Minister of Excise & Prohibition Government of Bihar
- In office 15 March 2024 – 20 November 2025
- Governor: Arif Mohammad Khan
- Chief Minister: Nitish Kumar
- Succeeded by: Bijendra Prasad Yadav

Member of the Bihar Legislative Assembly
- Incumbent
- Assumed office 24 November 2010
- Constituency: Sonbarsha

Personal details
- Party: JD(U)
- Occupation: Politician

= Ratnesh Sada =

Indian politician

Ratnesh Sada is an Indian politician from Bihar and a Member of the Bihar Legislative Assembly. Sada won the Sonbarsha Assembly constituency on JD(U) ticket in the 2020 Bihar Legislative Assembly election and 2025 Bihar Legislative Assembly election. He is currently serving as the Minister of Disaster Management of Bihar.

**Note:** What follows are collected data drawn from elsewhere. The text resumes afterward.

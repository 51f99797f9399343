//! Implementation of the builtin types used as conversion constructors: bool(),
//! int(), float(), str(), list(), tuple(), dict(), set() and range().

use crate::{
    args::ArgValues,
    bytecode::vm::{VM, string_repr},
    exception::{ExcType, RunResult, SimpleException},
    heap::HeapData,
    io::PrintWriter,
    resource::ResourceTracker,
    types::{Dict, Range},
    value::Value,
};

/// Implementation of bool().
pub fn builtin_bool(vm: &mut VM<'_, impl ResourceTracker, impl PrintWriter>, args: ArgValues) -> RunResult<Value> {
    match args.get_at_most("bool", 1)?.pop() {
        Some(value) => vm.truthy(&value).map(Value::Bool),
        None => Ok(Value::Bool(false)),
    }
}

/// Implementation of int().
///
/// Accepts numbers (floats truncate toward zero), strings in an optional base, and
/// instances defining `__int__`.
pub fn builtin_int(vm: &mut VM<'_, impl ResourceTracker, impl PrintWriter>, mut args: ArgValues) -> RunResult<Value> {
    let base_kwarg = args.take_kwarg("base");
    let mut positional = args.get_at_most("int", 2)?.into_iter();
    let value = positional.next();
    let base = match (positional.next(), base_kwarg) {
        (Some(_), Some(_)) => return Err(ExcType::type_error_multiple_values("int", "base")),
        (Some(base), None) | (None, Some(base)) => Some(base.as_index(vm.heap)?),
        (None, None) => None,
    };

    let Some(value) = value else {
        return match base {
            Some(_) => Err(ExcType::type_error("int() missing string argument")),
            None => Ok(Value::Int(0)),
        };
    };
    if let Some(base) = base {
        let Value::Str(text) = &value else {
            return Err(ExcType::type_error("int() can't convert non-string with explicit base"));
        };
        if base != 0 && !(2..=36).contains(&base) {
            return Err(ExcType::value_error("int() base must be >= 2 and <= 36, or 0"));
        }
        return parse_int(text, base as u32).map(Value::Int);
    }

    match &value {
        Value::Int(_) | Value::Bool(_) => Ok(Value::Int(value.as_int().unwrap_or_default())),
        Value::Float(f) => float_to_int(*f).map(Value::Int),
        Value::Str(text) => parse_int(text, 10).map(Value::Int),
        _ => match vm.call_dunder(&value, "__int__", Vec::new())? {
            Some(result @ Value::Int(_)) => Ok(result),
            Some(other) => Err(ExcType::type_error(format!(
                "__int__ returned non-int (type {})",
                other.type_name(vm.heap)
            ))),
            None => Err(ExcType::type_error(format!(
                "int() argument must be a string, a bytes-like object or a real number, not '{}'",
                value.type_name(vm.heap)
            ))),
        },
    }
}

/// Implementation of float().
pub fn builtin_float(vm: &mut VM<'_, impl ResourceTracker, impl PrintWriter>, args: ArgValues) -> RunResult<Value> {
    let Some(value) = args.get_at_most("float", 1)?.pop() else {
        return Ok(Value::Float(0.0));
    };
    if let Some(f) = value.as_float() {
        return Ok(Value::Float(f));
    }
    match &value {
        Value::Str(text) => parse_float(text).map(Value::Float),
        _ => match vm.call_dunder(&value, "__float__", Vec::new())? {
            Some(result @ Value::Float(_)) => Ok(result),
            Some(other) => Err(ExcType::type_error(format!(
                "__float__ returned non-float (type {})",
                other.type_name(vm.heap)
            ))),
            None => Err(ExcType::type_error(format!(
                "float() argument must be a string or a real number, not '{}'",
                value.type_name(vm.heap)
            ))),
        },
    }
}

/// Implementation of str().
pub fn builtin_str(vm: &mut VM<'_, impl ResourceTracker, impl PrintWriter>, args: ArgValues) -> RunResult<Value> {
    match args.get_at_most("str", 1)?.pop() {
        Some(value @ Value::Str(_)) => Ok(value),
        Some(value) => vm.str(&value).map(Value::from),
        None => Ok(Value::from("")),
    }
}

/// Implementation of list().
pub fn builtin_list(vm: &mut VM<'_, impl ResourceTracker, impl PrintWriter>, args: ArgValues) -> RunResult<Value> {
    let items = match args.get_at_most("list", 1)?.pop() {
        Some(iterable) => vm.collect_iterable(iterable)?,
        None => Vec::new(),
    };
    Ok(Value::Ref(vm.heap.allocate(HeapData::List(items))?))
}

/// Implementation of tuple(). A tuple argument is returned as is.
pub fn builtin_tuple(vm: &mut VM<'_, impl ResourceTracker, impl PrintWriter>, args: ArgValues) -> RunResult<Value> {
    let items = match args.get_at_most("tuple", 1)?.pop() {
        Some(Value::Ref(id)) if matches!(vm.heap.get(id), HeapData::Tuple(_)) => return Ok(Value::Ref(id)),
        Some(iterable) => vm.collect_iterable(iterable)?,
        None => Vec::new(),
    };
    Ok(Value::Ref(vm.heap.allocate(HeapData::Tuple(items))?))
}

/// Implementation of dict(): from a mapping or an iterable of pairs, then keyword
/// arguments.
pub fn builtin_dict(vm: &mut VM<'_, impl ResourceTracker, impl PrintWriter>, mut args: ArgValues) -> RunResult<Value> {
    let kwargs = std::mem::take(&mut args.kwargs);
    let source = args.get_at_most("dict", 1)?.pop();
    let dict = Value::Ref(vm.heap.allocate(HeapData::Dict(Dict::new()))?);
    if let Some(source) = source {
        vm.dict_update(&dict, source)?;
    }
    for (key, value) in kwargs {
        vm.dict_insert(&dict, Value::Str(key), value)?;
    }
    Ok(dict)
}

/// Implementation of set().
pub fn builtin_set(vm: &mut VM<'_, impl ResourceTracker, impl PrintWriter>, args: ArgValues) -> RunResult<Value> {
    let items = match args.get_at_most("set", 1)?.pop() {
        Some(iterable) => vm.collect_iterable(iterable)?,
        None => Vec::new(),
    };
    vm.new_set(items)
}

/// Implementation of range(): `range(stop)` or `range(start, stop[, step])`.
pub fn builtin_range(vm: &mut VM<'_, impl ResourceTracker, impl PrintWriter>, args: ArgValues) -> RunResult<Value> {
    args.check_no_kwargs("range")?;
    let mut bounds = Vec::with_capacity(3);
    for value in &args.positional {
        bounds.push(value.as_int().ok_or_else(|| {
            ExcType::type_error(format!(
                "'{}' object cannot be interpreted as an integer",
                value.type_name(vm.heap)
            ))
        })?);
    }
    let range = match bounds[..] {
        [stop] => Range::new(0, stop, 1)?,
        [start, stop] => Range::new(start, stop, 1)?,
        [start, stop, step] => Range::new(start, stop, step)?,
        [] => return Err(ExcType::type_error_at_least("range", 1, 0)),
        _ => return Err(ExcType::type_error_at_most("range", 3, bounds.len())),
    };
    Ok(Value::Ref(vm.heap.allocate(HeapData::Range(range))?))
}

fn float_to_int(f: f64) -> RunResult<i64> {
    if f.is_nan() {
        return Err(ExcType::value_error("cannot convert float NaN to integer"));
    }
    if f.is_infinite() {
        return Err(SimpleException::new_msg(ExcType::OverflowError, "cannot convert float infinity to integer").into());
    }
    let truncated = f.trunc();
    // i64::MAX as f64 rounds up to 2^63, which is out of range.
    if truncated < -(2f64.powi(63)) || truncated >= 2f64.powi(63) {
        return Err(ExcType::overflow());
    }
    Ok(truncated as i64)
}

/// Parses an integer literal the way `int(text, base)` does: surrounding whitespace,
/// a sign, a base prefix when `base` is 0 or matches it, and single underscores
/// between digits.
fn parse_int(text: &str, base: u32) -> RunResult<i64> {
    let invalid = || {
        let mut literal = String::new();
        string_repr(text, &mut literal);
        ExcType::value_error(format!("invalid literal for int() with base {base}: {literal}"))
    };

    let trimmed = text.trim();
    let (negative, unsigned) = match trimmed.as_bytes().first() {
        Some(b'-') => (true, &trimmed[1..]),
        Some(b'+') => (false, &trimmed[1..]),
        _ => (false, trimmed),
    };
    let lower = unsigned.to_ascii_lowercase();
    let prefixed = |prefix: &str, radix: u32| (base == 0 || base == radix) && lower.starts_with(prefix);
    let (radix, digits) = if prefixed("0x", 16) {
        (16, &unsigned[2..])
    } else if prefixed("0o", 8) {
        (8, &unsigned[2..])
    } else if prefixed("0b", 2) {
        (2, &unsigned[2..])
    } else if base == 0 {
        // A base-0 literal with leading zeros must be zero itself.
        if unsigned.starts_with('0') && !unsigned.trim_start_matches(['0', '_']).is_empty() {
            return Err(invalid());
        }
        (10, unsigned)
    } else {
        (base, unsigned)
    };
    // An underscore may follow a base prefix.
    let digits = if digits.len() < unsigned.len() {
        digits.strip_prefix('_').unwrap_or(digits)
    } else {
        digits
    };

    if digits.is_empty() || digits.starts_with('_') || digits.ends_with('_') || digits.contains("__") {
        return Err(invalid());
    }
    let cleaned: String = digits.chars().filter(|c| *c != '_').collect();
    let magnitude = u64::from_str_radix(&cleaned, radix).map_err(|err| match err.kind() {
        std::num::IntErrorKind::PosOverflow => ExcType::overflow(),
        _ => invalid(),
    })?;
    if negative {
        0i64.checked_sub_unsigned(magnitude).ok_or_else(ExcType::overflow)
    } else {
        i64::try_from(magnitude).map_err(|_| ExcType::overflow())
    }
}

fn parse_float(text: &str) -> RunResult<f64> {
    let trimmed = text.trim();
    let valid_underscores = !trimmed.starts_with('_') && !trimmed.ends_with('_') && !trimmed.contains("__");
    let cleaned = trimmed.replace('_', "");
    match cleaned.parse::<f64>() {
        Ok(f) if valid_underscores && !trimmed.is_empty() => Ok(f),
        _ => {
            let mut literal = String::new();
            string_repr(text, &mut literal);
            Err(ExcType::value_error(format!("could not convert string to float: {literal}")))
        }
    }
}

#[cfg(test)]
mod tests {
    use super::*;

    #[test]
    fn int_literals() {
        assert_eq!(parse_int(" 42\n", 10).unwrap(), 42);
        assert_eq!(parse_int("-1_000", 10).unwrap(), -1000);
        assert_eq!(parse_int("ff", 16).unwrap(), 255);
        assert_eq!(parse_int("0x1F", 0).unwrap(), 31);
        assert_eq!(parse_int("0b101", 2).unwrap(), 5);
        assert_eq!(parse_int("-9223372036854775808", 10).unwrap(), i64::MIN);
        assert!(parse_int("9223372036854775808", 10).is_err());
        assert!(parse_int("1__0", 10).is_err());
        assert!(parse_int("abc", 10).is_err());
        assert!(parse_int("", 10).is_err());
        assert!(parse_int("012", 0).is_err());
        assert_eq!(parse_int("000", 0).unwrap(), 0);
    }

    #[test]
    fn float_literals() {
        assert_eq!(parse_float(" 1.5 ").unwrap(), 1.5);
        assert_eq!(parse_float("1e3").unwrap(), 1000.0);
        assert!(parse_float("inf").unwrap().is_infinite());
        assert!(parse_float("nan").unwrap().is_nan());
        assert!(parse_float("1.2.3").is_err());
        assert!(parse_float("").is_err());
    }

    #[test]
    fn float_truncation() {
        assert_eq!(float_to_int(-2.7).unwrap(), -2);
        assert!(float_to_int(f64::NAN).is_err());
        assert!(float_to_int(1e19).is_err());
    }
}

Sada started his political career in the year 1987. He was a Rickshaw-puller in early part of his life. He is a resident of Mahishi Police station area and his village is called Balia Simar. His father was a daily wage labourer. He studied till graduation and was the president of Mahadalit wing of Janata Dal United. In 2010, he was elected as a member of Bihar Legislative Assembly from Sonbarsa Assembly constituency of Saharsa district and repeatedly elected for two more times from this constituency. In 2023, after the resignation of Santosh Kumar Suman from the cabinet of Nitish Kumar, he was given the ministerial berth in the Government of Bihar.

Sada has held the ministry of liquor control in the Government of Bihar. As the minister, he proposed enforcement of Criminal Control Act on the liquor mafia in the state of Bihar. This was done after the frequently occurring deaths in the state due to consumption of toxic liquor.